Capturing Common, Multi-Ethnic Human Variation On A Single Microarray. S.S. Murray, P.C. Ng, K. Kuhn, D. Peiffer, L. Zhou, L. Galver, C. Taylor, K. Gunderson, R. Shen. Illumina, Inc, San Diego, CA.
Many of the common SNPs in the genome are known and the results of the International HapMap Project have shown that the information from a majority of these SNPs can be captured by genotyping 250,000-500,000 well-chosen tagSNPs (International HapMap Project, 2005). We have developed a standard tagSNP panel of over 555,000 SNP loci that capture the majority of common variation in CEPH (Caucasian), Han Chinese/Japanese, and Yoruba populations.

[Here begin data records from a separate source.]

//! Fundflow Runner: batch orchestration on top of `fundflow-core`.
//!
//! This crate provides:
//! - Pipeline configuration with file defaults
//! - Latest-snapshot scrape and date-guarded historical backfill
//! - Price loading with download/cache fallback
//! - Per-symbol flow reports and their JSON export

pub mod backfill;
pub mod config;
pub mod export;
pub mod pipeline;
pub mod prices;
pub mod report;
pub mod scrape;

pub use backfill::{backfill, backfill_ticker, BackfillOptions, BackfillReport, BackfillStats};
pub use config::PipelineConfig;
pub use export::{export_json, import_json, read_report, write_report};
pub use pipeline::{
    run_backfill, run_flows, run_scrape, FlowOptions, PipelineError, Providers, RunSummary,
    SymbolOutcome,
};
pub use prices::{load_prices, LoadError, LoadOptions, LoadedPrices};
pub use report::{Enrichment, FlowReport, ReportInput};
pub use scrape::{scrape_latest, ScrapeOutcome, ScrapeSummary};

The CEPH, Han Chinese/Japanese, and Yoruba populations have approximately 2 million common SNPs each (minor allele frequency 0.05) identified from the HapMap Phase I+II data. To capture this variation, tagSNPs were chosen by an algorithm utilizing the linkage disequilibrium statistic r2 (Carlson, et al. 2004). An r2=0.8 threshold was used for common SNPs in or within 10kb of genes or in evolutionarily conserved regions. For all other regions, an r2=0.7 threshold was used. This panel captures 90%, 87%, and 57% of the HapMap Phase I+II variation in CEPH, Han Chinese/Japanese, and Yoruba populations using pairwise tests at r2 0.8, respectively. Ninety-six percent, 90% and 92% of all SNP loci are polymorphic in the CEPH, Han Chinese/Japanese and Yoruba populations, respectively, with average minor allele frequencies of 0.23, 0.21, and 0.22, respectively, in these populations. The average spacing between common SNP loci (MAF 0.05) is 5.5, 6.5, and 6.2kb in the CEPH, Han Chinese/Japanese and Yoruba populations, respectively. We have also included over 4,000 SNPs from recently reported LOH/copy number (CN) regions of the genome for more comprehensive coverage for LOH/CN applications and have confirmed several hundred of these regions using this panel. In addition, we have also included 180 mitochondrial SNPs and over 7,000 non-synonymous SNPs. This tagSNP panel is a valuable resource for both genome-wide association and CN studies and will help identify genetic variation affecting both human health and disease.